Damals, in St.Pauli, als die Leute noch nicht "Pauli" sagten und es noch die alte Bar gab, in der Freddy Quinn noch viel früher für eine Mark pro Song "Junge, komm bald wieder" auf Bestellung gesungen hat, damals also herrschte einmal große Aufregung in der Hafenstraße. Vermummte liefen schreiend durch die Nachbarschaft: "Die Bullen kommen!" Es gab noch keine Handys, keine SMS und noch keine Blogger; die Revolution musste ihre Truppen noch zu Fuß oder per Fahrrad zusammentrommeln. Die Hausbesetzer verrammelten die Türen. Aber dann: nichts.

Hauptsache retro, Hauptsache "proll": Beim Bier liegt das Ehrliche, Regionale im Trend. Marken wie "Tannenzäpfle", "Astra" und Co. hat das einen Kultstatus beschert. (Foto: AP)

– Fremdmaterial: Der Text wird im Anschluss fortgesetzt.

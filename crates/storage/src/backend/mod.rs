//! Storage backend trait and implementations.
//!
//! [`StorageBackend`] is a small async CRUD interface over relative paths.
//! The cache store keeps one file per entry on it, and the batch runner uses
//! a second instance rooted elsewhere for its snapshots.

mod local;
#[cfg(feature = "mock")]
mod mock;

pub use self::local::LocalBackend;
#[cfg(feature = "mock")]
pub use self::mock::MockBackend;
use crate::error::Result;
use crate::file::FileInfo;
use async_trait::async_trait;
use futures::{Stream, TryStreamExt};
use std::path::Path;
use std::pin::Pin;
use std::time::Duration;

pub(crate) type FileInfoStream<'a> = Pin<Box<dyn Stream<Item = Result<FileInfo>> + Send + 'a>>;

/// Unified interface for storage backends.
///
/// # Path Handling
/// All paths are relative to the storage root and must be validated using
/// [`validate_path`](crate::validate_path) before use. Implementations
/// enforce this validation.
///
/// # Atomicity
/// [`write()`](Self::write) must replace the file as a whole: a concurrent
/// [`read()`](Self::read) sees either the previous contents or the new
/// contents, never a mix or a truncated file.
///
/// # Examples
///
/// ```
/// use std::path::Path;
/// use harvest_storage::{StorageBackend, error::Result};
///
/// async fn size_of_project_list(backend: &dyn StorageBackend) -> Result<u64> {
///     let path = Path::new("metadata/project_list.json");
///     if backend.exists(path).await? {
///         Ok(backend.stat(path).await?.size)
///     } else {
///         Ok(0)
///     }
/// }
/// ```
#[async_trait]
pub trait StorageBackend: Send + Sync {
    /// Name of the backend, used for logging only.
    fn name(&self) -> &str;

    /// List all files matching an optional prefix.
    ///
    /// Default implementation collects [`list_stream()`](Self::list_stream)
    /// into a [`Vec`].
    async fn list(&self, prefix: Option<&Path>) -> Result<Vec<FileInfo>> {
        self.list_stream(prefix).try_collect().await
    }

    /// Stream file metadata matching an optional prefix.
    ///
    /// Prefixes match whole path components: `commits` matches
    /// `commits/project_1.json` but not `commits_old/project_1.json`. A
    /// prefix that doesn't exist yields an empty stream, not an error.
    /// Errors for individual entries are yielded in place without ending
    /// the stream.
    ///
    /// # Examples
    ///
    /// ```
    /// use futures::TryStreamExt;
    /// use std::path::Path;
    /// # use harvest_storage::{StorageBackend, error::Result};
    /// # async fn example(backend: &dyn StorageBackend) -> Result<()> {
    /// let mut stream = backend.list_stream(Some(Path::new("commits")));
    /// while let Some(info) = stream.try_next().await? {
    ///     println!("{}: {} bytes", info.path.display(), info.size);
    /// }
    /// # Ok(())
    /// # }
    /// ```
    fn list_stream<'a>(&'a self, prefix: Option<&'a Path>) -> FileInfoStream<'a>;

    /// Check if a file exists.
    async fn exists(&self, path: &Path) -> Result<bool>;

    /// Read file contents.
    ///
    /// Returns [`NotFound`](crate::error::ErrorKind::NotFound) if the file
    /// does not exist.
    async fn read(&self, path: &Path) -> Result<Vec<u8>>;

    /// Write file contents atomically, replacing any existing file and
    /// resetting its modification time.
    ///
    /// Parent directories are created as needed.
    async fn write(&self, path: &Path, data: &[u8]) -> Result<()>;

    /// Create a directory (and its parents) if it does not exist yet.
    ///
    /// Backends without a notion of directories treat this as a no-op.
    async fn create_dir(&self, path: &Path) -> Result<()>;

    /// Delete a file.
    ///
    /// Returns [`NotFound`](crate::error::ErrorKind::NotFound) if the file
    /// does not exist.
    async fn delete(&self, path: &Path) -> Result<()>;

    /// Get file metadata without reading contents.
    ///
    /// Returns [`NotFound`](crate::error::ErrorKind::NotFound) if the file
    /// does not exist.
    async fn stat(&self, path: &Path) -> Result<FileInfo>;

    /// Delete temporary files left behind by interrupted writes once they
    /// are at least `older_than` old, returning how many were removed.
    ///
    /// Temporaries are never listed, so this is the only way they go away.
    /// Backends whose writes leave nothing behind have nothing to do.
    async fn remove_stale_temporaries(&self, _older_than: Duration) -> Result<usize> {
        Ok(0)
    }
}
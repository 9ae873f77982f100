//! The persistent, expiring key-value store.

use crate::codec::{self, Compression};
use crate::error::{ErrorKind, Result};
use crate::kind::{self, Kind};
use crate::stats::{CacheStatistics, KindStatistics, SweepReport};
use crate::{MAX_CACHE_DAYS, MIN_CACHE_DAYS};
use exn::ResultExt;
use futures::StreamExt;
use harvest_storage::{BackendHandle, FileInfo};
use serde::Serialize;
use serde::de::DeserializeOwned;
use std::path::{Path, PathBuf};
use time::{Duration, UtcDateTime};
use tracing::instrument;

/// How long a temporary file may sit untouched before a sweep assumes its
/// write was interrupted.
const STALE_TEMPORARY_AGE: std::time::Duration = std::time::Duration::from_secs(60 * 60);

/// Durable `(kind, key) -> payload` storage with time-based expiration.
///
/// Each kind is a directory on the backend and each key one file inside it.
/// The file's modification time is the entry's timestamp: an entry is valid
/// while it is younger than the configured max age and is logically absent
/// afterwards, even though the file stays on disk until [`sweep()`](Self::sweep)
/// removes it. Reads validate lazily; nothing is deleted on the hot path.
///
/// Writes go through [`StorageBackend::write()`](harvest_storage::StorageBackend::write),
/// which replaces files atomically, so concurrent readers and writers of the
/// same key never see a torn entry.
pub struct CacheStore {
    backend: BackendHandle,
    compression: Compression,
    max_age_days: u32,
    max_age: Duration,
}

impl CacheStore {
    /// Open a store on `backend`, creating the built-in kind directories.
    ///
    /// `max_age_days` is clamped to `1..=30`.
    ///
    /// # Errors
    /// [`ErrorKind::Storage`] if the directories can't be created. This is
    /// the one cache failure treated as fatal: without a working directory
    /// there is nothing to fall back on.
    pub async fn open(backend: BackendHandle, max_age_days: u32, compression: Compression) -> Result<Self> {
        for kind in &Kind::BUILTIN {
            backend.create_dir(Path::new(kind.as_str())).await.or_raise(|| ErrorKind::Storage)?;
        }
        let clamped = max_age_days.clamp(MIN_CACHE_DAYS, MAX_CACHE_DAYS);
        if clamped != max_age_days {
            tracing::warn!(requested = max_age_days, used = clamped, "Cache max age out of range; clamped");
        }
        tracing::debug!(backend = backend.name(), max_age_days = clamped, %compression, "Opened cache store");
        Ok(Self {
            backend,
            compression,
            max_age_days: clamped,
            max_age: Duration::days(i64::from(clamped)),
        })
    }

    pub fn max_age_days(&self) -> u32 {
        self.max_age_days
    }

    pub fn compression(&self) -> Compression {
        self.compression
    }

    /// Relative path of the file backing `(kind, key)`.
    pub fn entry_path(&self, kind: &Kind, key: &str) -> Result<PathBuf> {
        let dir = kind.dir_name()?;
        let stem = kind::file_stem(key)?;
        Ok(Path::new(dir).join(format!("{stem}{}", self.compression.extension())))
    }

    fn is_fresh(&self, info: &FileInfo, now: UtcDateTime) -> bool {
        info.age(now) < self.max_age
    }

    /// Metadata of the entry, or `None` if there is no file.
    async fn stat(&self, path: &Path) -> Result<Option<FileInfo>> {
        match self.backend.stat(path).await {
            Ok(info) => Ok(Some(info)),
            Err(e) if e.is_not_found() => Ok(None),
            Err(e) => Err(e).or_raise(|| ErrorKind::Storage),
        }
    }

    /// Whether a stored entry exists and is younger than the max age.
    pub async fn is_valid(&self, kind: &Kind, key: &str) -> Result<bool> {
        let path = self.entry_path(kind, key)?;
        Ok(self.stat(&path).await?.is_some_and(|info| self.is_fresh(&info, UtcDateTime::now())))
    }

    /// Fetch a valid entry.
    ///
    /// Returns `Ok(None)` when the entry doesn't exist or has expired; an
    /// expired entry is never returned, however recently it expired.
    ///
    /// # Errors
    /// - [`ErrorKind::Storage`] if the backend fails.
    /// - [`ErrorKind::InvalidData`] if the entry can't be decoded as `T` or
    ///   was written for a different kind or schema.
    #[instrument(level = "debug", skip(self, kind), fields(kind = %kind))]
    pub async fn get<T: DeserializeOwned>(&self, kind: &Kind, key: &str) -> Result<Option<T>> {
        let path = self.entry_path(kind, key)?;
        let Some(info) = self.stat(&path).await? else {
            tracing::debug!("Cache miss");
            return Ok(None);
        };
        if !self.is_fresh(&info, UtcDateTime::now()) {
            tracing::debug!(age_days = info.age(UtcDateTime::now()).whole_days(), "Cache entry expired");
            return Ok(None);
        }
        let bytes = match self.backend.read(&path).await {
            Ok(bytes) => bytes,
            // Swept between stat and read.
            Err(e) if e.is_not_found() => return Ok(None),
            Err(e) => return Err(e).or_raise(|| ErrorKind::Storage),
        };
        let data = codec::decode(kind.as_str(), bytes, self.compression)?;
        tracing::debug!("Cache hit");
        Ok(Some(data))
    }

    /// Store `data` under `(kind, key)`, replacing any previous entry and
    /// resetting its age to zero.
    #[instrument(level = "debug", skip(self, kind, data), fields(kind = %kind))]
    pub async fn put<T: Serialize + ?Sized>(&self, kind: &Kind, key: &str, data: &T) -> Result<()> {
        let path = self.entry_path(kind, key)?;
        let bytes = codec::encode(kind.as_str(), &data, self.compression)?;
        self.backend.write(&path, &bytes).await.or_raise(|| ErrorKind::Storage)?;
        tracing::debug!(bytes = bytes.len(), "Cached entry");
        Ok(())
    }

    /// Delete one entry. Returns `false` if there was nothing to delete.
    pub async fn invalidate(&self, kind: &Kind, key: &str) -> Result<bool> {
        let path = self.entry_path(kind, key)?;
        match self.backend.delete(&path).await {
            Ok(()) => Ok(true),
            Err(e) if e.is_not_found() => Ok(false),
            Err(e) => Err(e).or_raise(|| ErrorKind::Storage),
        }
    }

    /// Kind directory of a listed file, if it looks like a cache entry at all.
    ///
    /// Files at the root, in nested directories, or without a cache
    /// extension (such as in-flight temporaries) are not entries.
    fn entry_kind(info: &FileInfo) -> Option<String> {
        Compression::from_file_name(&info.file_name())?;
        let mut components = info.path.components();
        let kind = components.next()?.as_os_str().to_str()?.to_string();
        components.next()?;
        components.next().is_none().then_some(kind)
    }

    /// Delete every entry that has reached the max age.
    ///
    /// Entries written with either compression are considered, so switching
    /// compression doesn't strand old files. Failures on individual entries
    /// are counted and logged; the sweep carries on.
    #[instrument(skip(self))]
    pub async fn sweep(&self) -> Result<SweepReport> {
        let now = UtcDateTime::now();
        let mut report = SweepReport::default();
        let mut stream = self.backend.list_stream(None);
        while let Some(entry) = stream.next().await {
            let info = match entry {
                Ok(info) => info,
                Err(e) => {
                    tracing::error!(error = ?e, "Could not inspect cache entry");
                    report.errors += 1;
                    continue;
                },
            };
            if Self::entry_kind(&info).is_none() {
                continue;
            }
            if self.is_fresh(&info, now) {
                report.kept += 1;
                continue;
            }
            match self.backend.delete(&info.path).await {
                Ok(()) => {
                    tracing::debug!(path = %info.path.display(), "Removed expired cache entry");
                    report.removed += 1;
                },
                // Someone else got there first.
                Err(e) if e.is_not_found() => report.removed += 1,
                Err(e) => {
                    tracing::error!(path = %info.path.display(), error = ?e, "Could not remove expired cache entry");
                    report.errors += 1;
                },
            }
        }
        match self.backend.remove_stale_temporaries(STALE_TEMPORARY_AGE).await {
            Ok(removed) => report.temporaries = removed,
            Err(e) => {
                tracing::error!(error = ?e, "Could not remove stale temporary files");
                report.errors += 1;
            },
        }
        tracing::info!(
            removed = report.removed,
            kept = report.kept,
            errors = report.errors,
            temporaries = report.temporaries,
            "Cache sweep complete"
        );
        Ok(report)
    }

    /// Scan the cache and summarise it. Read-only.
    ///
    /// Only file metadata is inspected, so entries with corrupt contents are
    /// still counted; entries whose metadata can't be read are skipped and
    /// counted in [`CacheStatistics::errors`].
    pub async fn statistics(&self) -> Result<CacheStatistics> {
        let mut stats = CacheStatistics { max_age_days: self.max_age_days, ..Default::default() };
        for kind in &Kind::BUILTIN {
            stats.by_kind.insert(kind.as_str().to_string(), KindStatistics::default());
        }
        let mut stream = self.backend.list_stream(None);
        while let Some(entry) = stream.next().await {
            match entry {
                Ok(info) => {
                    if let Some(kind) = Self::entry_kind(&info) {
                        stats.record(&kind, info.file_name(), info.size, info.modified);
                    }
                },
                Err(e) => {
                    tracing::error!(error = ?e, "Could not read cache entry metadata");
                    stats.errors += 1;
                },
            }
        }
        Ok(stats)
    }
}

Das Großaufgebot der Ordnungsmacht ignorierte die bunten Häuser und stürmte den Luxusnachtclub nebenan. Unter Gejohle der Zuschauer wurden bald peinlich berührte Herren und kreischende Damen in die Polizeiautos gesetzt und abtransportiert. "Champagnersäufer!" grölten die Autonomen und zogen sich in den "Onkel Otto" zurück, ihre Eckkneipe. Dort gab es nur einen Stoff: Astra-Pils.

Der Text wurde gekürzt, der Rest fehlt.